# Orange Lake West Village - Studio?  Anyone had one lately?



## kccpa (Jul 15, 2008)

Hi all,

I'm trying to do a friend a favor and he wants to take his daughter to Orlando...for Disney & other theme resorts.

Right now I only have a "fair" week to trade with and I could only pull one resort that had the week that encompassed 4/6/09-4/10 when his daughter is out of school.  Spring break naturally.  

I pulled Orange Lake West Village...and it was only a Studio.  From reading the RCI material, the studio is located in their "clubhouse/atrium".   RCI info also mentioned some construction...but that appears to be thru 2008.  I called the resort to verify that the construction was expected to be completed and all pools are expected to be open in April 09.  They said yes.  

Has anyone seen or traded into one of these studios?  It apparently has a limited kitchen...micro/refrig but no stove, not that I think they would use a stove...so no biggie.  I am concerned about the size.  When I called the resort, they said the studio's were 430 sq. ft....and when I asked about the size of the 1BD they said they were 816 sq.ft.   Big diff.   Only thing that I see on the plus side is that the studio will have two queen beds (plus sofa bed) in the unit...and the 1BD would have a queen bed and only the sofa bed.   

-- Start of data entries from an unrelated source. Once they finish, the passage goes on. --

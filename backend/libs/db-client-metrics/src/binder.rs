//! Hook handlers and metric emission
//!
//! [`DbMetrics`] is what the façade calls around every intercepted driver
//! call. Pre-hooks start the entity's timer; post-hooks stop it, build the
//! attribute set from the tracker layers and the call outcome, and emit.
//! Nothing here returns an error: telemetry failures are logged and absorbed.

use crate::attributes::{AttributeValue, Attributes};
use crate::config::MetricsConfig;
use crate::dsn::parse_dsn;
use crate::error::DriverError;
use crate::semconv::attributes::{
    CODE_FILE_PATH, CODE_LINE_NUMBER, DB_QUERY_TEXT, ERROR_TYPE, EXCEPTION_MESSAGE,
    EXCEPTION_TYPE,
};
use crate::semconv::metrics::{
    DB_CLIENT_CONNECTION_COUNT, DB_CLIENT_CONNECTION_CREATE_TIME,
    DB_CLIENT_CONNECTION_ERROR_COUNT, DB_CLIENT_OPERATION_DURATION,
    DB_CLIENT_OPERATION_ERROR_COUNT, DB_CLIENT_RESPONSE_RETURNED_ROWS,
};
use crate::semconv::units::{DIMENSIONLESS, MILLISECONDS};
use crate::sink::MetricsSink;
use crate::store::EntityRef;
use crate::tracker::MetricsTracker;
use opentelemetry::Context;
use std::panic::Location;
use std::sync::Arc;
use std::time::Duration;
use tracing::{debug, info, warn};

/// Anything that carries a tracked entity identity
pub trait Tracked {
    fn entity(&self) -> &EntityRef;
}

impl Tracked for EntityRef {
    fn entity(&self) -> &EntityRef {
        self
    }
}

/// What the post-hook of a database operation observed
#[derive(Debug, Clone, Copy)]
pub struct OperationOutcome<'a> {
    /// SQL passed to the call, or the prepared statement's text
    pub statement: Option<&'a str>,
    /// Rows produced by a successful call
    pub returned_rows: Option<u64>,
    pub error: Option<&'a DriverError>,
    /// Where the application made the call
    pub caller: Option<&'static Location<'static>>,
}

pub struct DbMetrics {
    tracker: MetricsTracker,
    sink: Arc<dyn MetricsSink>,
}

impl DbMetrics {
    pub fn new(config: &MetricsConfig, sink: Arc<dyn MetricsSink>) -> Self {
        info!(
            track_context = config.track_context,
            track_statements = config.track_statements,
            track_rows_returned = config.track_rows_returned,
            "Database client metrics registered"
        );

        Self {
            tracker: MetricsTracker::new(config.tracker_options()),
            sink,
        }
    }

    pub fn tracker(&self) -> &MetricsTracker {
        &self.tracker
    }

    // ----- hooks -----

    /// Pre-hook of every timed call
    pub fn before_call(&self, target: &EntityRef) {
        self.tracker.start(target);
    }

    /// Post-hook of connection construction
    ///
    /// On success the connection is registered for the shutdown sweep and
    /// `db.client.connection.count` goes up by one.
    pub fn after_connect(
        &self,
        connection: &EntityRef,
        dsn: &str,
        error: Option<&DriverError>,
        caller: Option<&'static Location<'static>>,
    ) {
        let duration = self.tracker.stop(connection);

        if error.is_none() {
            self.tracker.track_connection(connection);
        }
        let context = self.current_context();

        let dsn_attributes = match parse_dsn(dsn) {
            Ok(attributes) => attributes,
            Err(e) => {
                warn!(error = %e, "Could not parse DSN, connection attributes omitted");
                Attributes::new()
            }
        };
        let attributes = self.tracker.add_attributes(connection, dsn_attributes);

        let attributes = self.handle_error(
            DB_CLIENT_CONNECTION_ERROR_COUNT,
            error,
            caller,
            attributes,
            context.as_ref(),
        );
        self.record_duration(
            DB_CLIENT_CONNECTION_CREATE_TIME,
            duration,
            &attributes,
            context.as_ref(),
        );

        if error.is_none() {
            self.sink.add_up_down_counter(
                DB_CLIENT_CONNECTION_COUNT,
                1,
                &attributes,
                context.as_ref(),
            );
        }
    }

    /// Post-hook of query, exec and statement execute
    pub fn after_operation(&self, target: &EntityRef, outcome: OperationOutcome<'_>) {
        let duration = self.tracker.stop(target);
        let context = self.current_context();

        let mut attributes = self.tracker.get_attributes(target);

        if self.tracker.is_track_statements() {
            if let Some(statement) = outcome.statement.filter(|s| !s.is_empty()) {
                attributes.insert(DB_QUERY_TEXT.to_string(), AttributeValue::from(statement));
            }
        }

        let attributes = self.handle_error(
            DB_CLIENT_OPERATION_ERROR_COUNT,
            outcome.error,
            outcome.caller,
            attributes,
            context.as_ref(),
        );
        self.record_duration(
            DB_CLIENT_OPERATION_DURATION,
            duration,
            &attributes,
            context.as_ref(),
        );

        if !self.tracker.is_track_rows_returned() {
            return;
        }
        if let Some(rows) = outcome.returned_rows {
            self.sink.record_histogram(
                DB_CLIENT_RESPONSE_RETURNED_ROWS,
                rows as f64,
                DIMENSIONLESS,
                &attributes,
                context.as_ref(),
            );
        }
    }

    /// Post-hook of prepare
    pub fn after_prepare(&self, statement: &EntityRef, connection: &EntityRef) {
        self.tracker.map_statement_to_connection(statement, connection);
    }

    /// A connection handle went away before shutdown
    pub fn connection_closed(&self, connection: &EntityRef) {
        if !self.tracker.untrack_connection(connection) {
            return;
        }
        let context = self.current_context();
        let attributes = self.tracker.get_attributes(connection);
        self.sink.add_up_down_counter(
            DB_CLIENT_CONNECTION_COUNT,
            -1,
            &attributes,
            context.as_ref(),
        );
    }

    /// Shutdown sweep: one `db.client.connection.count` decrement per
    /// connection still alive, which is then untracked
    pub fn clean_up_connections(&self) -> usize {
        let context = self.current_context();
        let mut closed = 0;

        for connection in self.tracker.connections() {
            if !self.tracker.untrack_connection(&connection) {
                continue;
            }
            let attributes = self.tracker.get_attributes(&connection);
            self.sink.add_up_down_counter(
                DB_CLIENT_CONNECTION_COUNT,
                -1,
                &attributes,
                context.as_ref(),
            );
            closed += 1;
        }

        info!(connections = closed, "Database connections cleaned up");
        closed
    }

    // ----- attribute API -----

    /// Set one attribute on an entity, or globally when `entity` is `None`
    pub fn add_attribute(
        &self,
        key: impl Into<String>,
        value: impl Into<AttributeValue>,
        entity: Option<&dyn Tracked>,
    ) -> Attributes {
        let key: String = key.into();
        let value: AttributeValue = value.into();
        self.add_attributes([(key, value)], entity)
    }

    pub fn add_attributes<I, K, V>(&self, attributes: I, entity: Option<&dyn Tracked>) -> Attributes
    where
        I: IntoIterator<Item = (K, V)>,
        K: Into<String>,
        V: Into<AttributeValue>,
    {
        match entity {
            Some(entity) => self.tracker.add_attributes(entity.entity(), attributes),
            None => self.tracker.add_global_attributes(attributes),
        }
    }

    /// Hide an inherited attribute; the merged view then maps `key` to null
    pub fn remove_attribute(&self, key: impl Into<String>, entity: Option<&dyn Tracked>) -> Attributes {
        self.add_attribute(key, AttributeValue::Null, entity)
    }

    pub fn get_attributes(&self, entity: Option<&dyn Tracked>) -> Attributes {
        match entity {
            Some(entity) => self.tracker.get_attributes(entity.entity()),
            None => self.tracker.get_global_attributes(),
        }
    }

    // ----- helpers -----

    fn current_context(&self) -> Option<Context> {
        self.tracker.is_track_context().then(Context::current)
    }

    fn handle_error(
        &self,
        metric: &'static str,
        error: Option<&DriverError>,
        caller: Option<&'static Location<'static>>,
        mut attributes: Attributes,
        context: Option<&Context>,
    ) -> Attributes {
        let Some(error) = error else {
            return attributes;
        };

        attributes.insert(EXCEPTION_TYPE.to_string(), AttributeValue::from(error.kind()));
        attributes.insert(
            EXCEPTION_MESSAGE.to_string(),
            AttributeValue::from(error.to_string()),
        );
        if let Some(caller) = caller {
            attributes.insert(CODE_FILE_PATH.to_string(), AttributeValue::from(caller.file()));
            attributes.insert(
                CODE_LINE_NUMBER.to_string(),
                AttributeValue::from(caller.line()),
            );
        }
        if let Some(code) = error.code() {
            attributes.insert(ERROR_TYPE.to_string(), AttributeValue::from(code));
        }

        debug!(metric, error = %error, "Database call failed");
        self.sink.add_counter(metric, 1, &attributes, context);

        attributes
    }

    fn record_duration(
        &self,
        metric: &'static str,
        duration: Duration,
        attributes: &Attributes,
        context: Option<&Context>,
    ) {
        self.sink.record_histogram(
            metric,
            duration.as_secs_f64() * 1000.0,
            MILLISECONDS,
            attributes,
            context,
        );
    }
}
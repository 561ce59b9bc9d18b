//! Process-wide instance
//!
//! Register once at startup, call [`shutdown`] before the process exits so
//! every connection still open gets its closing `db.client.connection.count`
//! decrement.

use crate::binder::DbMetrics;
use crate::config::{MetricsConfig, METRICS_GROUP};
use crate::sink::MetricsSink;
use once_cell::sync::OnceCell;
use std::sync::Arc;
use tracing::{debug, info};

static INSTANCE: OnceCell<Arc<DbMetrics>> = OnceCell::new();

/// Register with configuration read from the environment
///
/// Returns `None` when the `db` metrics group is disabled.
pub fn register(sink: Arc<dyn MetricsSink>) -> Option<Arc<DbMetrics>> {
    register_with_config(MetricsConfig::from_env(), sink)
}

/// Register with explicit configuration
///
/// The first successful registration wins; later calls return that instance
/// and ignore their arguments.
pub fn register_with_config(
    config: MetricsConfig,
    sink: Arc<dyn MetricsSink>,
) -> Option<Arc<DbMetrics>> {
    if !config.is_group_enabled(METRICS_GROUP) {
        info!(group = METRICS_GROUP, "Database client metrics disabled");
        return None;
    }

    if let Some(existing) = INSTANCE.get() {
        debug!("Database client metrics already registered");
        return Some(Arc::clone(existing));
    }

    let metrics = INSTANCE.get_or_init(|| Arc::new(DbMetrics::new(&config, sink)));
    Some(Arc::clone(metrics))
}

pub fn get() -> Option<Arc<DbMetrics>> {
    INSTANCE.get().cloned()
}

/// Emit closing metrics for every live connection; returns how many
pub fn shutdown() -> usize {
    match INSTANCE.get() {
        Some(metrics) => metrics.clean_up_connections(),
        None => 0,
    }
}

At this point, my discussion of the studio vs 1BD is moot 'cause I'm only seeing the studio for this time period.  If it was later in the month I could get them a 2BD!!!!....but for the time period of 4/6-10 only the studio came up.  

Should I wait and see if anything else might come up between now and then?  Anyone with insight on the FL bulk spacebank or typical deposit history...I'd be in your debt.   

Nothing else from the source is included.